Dies ist eine sehr komplexe Entscheidungssituation, die Widersprüche enthalten kann; beispielsweise wenn man merkt, dass beide Parteien eine unklare Ausdrucksweise haben und die Konfliktklärung nicht vorankommt. Dann müsste die vermittelnde Person eigentlich ein gutes Beispiel für Klarheit und Wahrheit sein. Wenn sie dies aber nicht sozialverträglich formulieren kann, kommt es leicht zu Formulierungen, die zwar klärend, aber zu drastisch sind und den Konflikt zu früh eskalieren lassen. Eine derartig komplexe Situation kann unser Gehirn nicht sachbegründet bewältigen. Wir müssen als Mediatorinnen der Intuition unserer Wahrnehmungsverarbeitung vertrauen.
Wollen sich die Beteiligten den Störungen widmen, achte ich vor allem auf mich in der Situation: Passt eine klare Störungsbeschreibung zu meinem momentanen, intuitiven Eindruck von der Situation? Welcher Grad an klärender Direktheit entspricht diesem Eindruck bzw. wohin drängt mich meine Intuition? In diese Handlungstendenz geht meine Einschätzung der Konfliktparteien ein. Dabei habe ich gelernt, dass ich robust wirkende, auf Klarheit drängende und direkt redende Konfliktparteien gern überschätze. Sie reagieren oft überraschend empfindlich auf Kritik, die die andere Seite bei der Störungsbeschreibung direkt und klar benennt. Äußere „Haudegen“ zeigen sich oft sehr empfindlich.
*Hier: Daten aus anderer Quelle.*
// Copyright (c) 2024-2025 R3BL LLC. Licensed under Apache License, Version 2.0.

use clap::Parser;
use crossterm::event::EventStream;
use r3bl_line_editor::{CLIArg, CONNECT_TIMEOUT, ChannelTransport, CrosstermEventResult,
                       EditorError, LineEditor, PinnedInputStream, SystemClipboard,
                       TerminalDisplay, new_safe_clipboard, ok, run_event_loop,
                       tracing_logging};

const HELP_BANNER: &str = "\
Common commands:
  Enter               send the line
  Up / Down           walk the history
  Alt+Left / Right    move by word
  Ctrl+W              delete the word before the cursor
  Cmd+Shift+Left      select the line, then Ctrl+C to copy
  Ctrl+V              paste
  Ctrl+D              quit (on an empty line)
";

#[tokio::main]
async fn main() -> miette::Result<()> {
    let cli_arg = CLIArg::parse();

    if let Some(tracing_config) = cli_arg.tracing_config() {
        tracing_logging::init(tracing_config)?;
        // % is Display, ? is Debug.
        tracing::debug!(message = "Start logging...", cli_arg = ?cli_arg);
    }

    let (transport, inbound_receiver) =
        match ChannelTransport::try_connect(cli_arg.addr.as_str(), CONNECT_TIMEOUT).await {
            Ok(it) => it,
            Err(report) => {
                tracing::warn!(
                    message = "could not connect, lines will not be sent",
                    addr = %cli_arg.addr,
                    error = %report
                );
                println!("Not connected to {}. Lines will not be sent.", cli_arg.addr);
                ChannelTransport::disconnected()
            }
        };

    println!("{HELP_BANNER}");

    // The editor owns the display, which leaves raw mode when it drops at the end of
    // this block.
    let exit = {
        let display = TerminalDisplay::try_new()
            .map_err(EditorError::from)?;
        let (mut editor, clipboard_receiver) = LineEditor::new(
            cli_arg.editor_config(),
            Box::new(display),
            Box::new(transport),
            new_safe_clipboard(SystemClipboard),
        );
        editor.render_prompt();

        let input_stream: PinnedInputStream<CrosstermEventResult> =
            Box::pin(EventStream::new());
        run_event_loop(&mut editor, input_stream, clipboard_receiver, inbound_receiver)
            .await?
    };

    tracing::debug!(message = "Stop logging...", %exit);
    ok!()
}
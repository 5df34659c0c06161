// Copyright (c) 2024-2025 R3BL LLC. Licensed under Apache License, Version 2.0.

use std::path::PathBuf;

/// A log file that is appended to and never rotated. Wrapping it in
/// `tracing_appender::non_blocking` loses lines when the process exits, so don't.
///
/// # Errors
///
/// Returns an error if the path has no parent directory or no file name.
pub fn try_create(
    path_str: &str,
) -> miette::Result<tracing_appender::rolling::RollingFileAppender> {
    let path = PathBuf::from(path_str);

    let parent = path.parent().ok_or_else(|| {
        miette::miette!(
            "Can't access current folder {}. It might not exist, or don't have required permissions.",
            path.display()
        )
    })?;

    let file_name = path.file_name().ok_or_else(|| {
        miette::miette!(
            "Can't access file name {}. It might not exist, or don't have required permissions.",
            path.display()
        )
    })?;

    Ok(tracing_appender::rolling::never(parent, file_name))
}

#[cfg(test)]
mod tests {
    use super::*;

    #[test]
    fn path_without_file_name_is_an_error() {
        assert!(try_create("/").is_err());
    }
}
Zudem versuche ich meine Intuition etwas zu korrigieren, indem ich mich in meinen Formulierungen zur „goldenen Mitte“ bewege: Wenn von den Konfliktparteien Signale in Richtung „Wahrheit und Klarheit“ kommen, verbalisiere ich etwas vorsichtiger als mich meine Intuition drängt. Wenn ich viel Vorsicht erleben, lege ich eine Prise mehr „Direktheit“ hinzu als mir meine Intuition signalisiert.
Auf welche Aspekte achten Sie und was haben Sie dabei für Erfahrungen gemacht?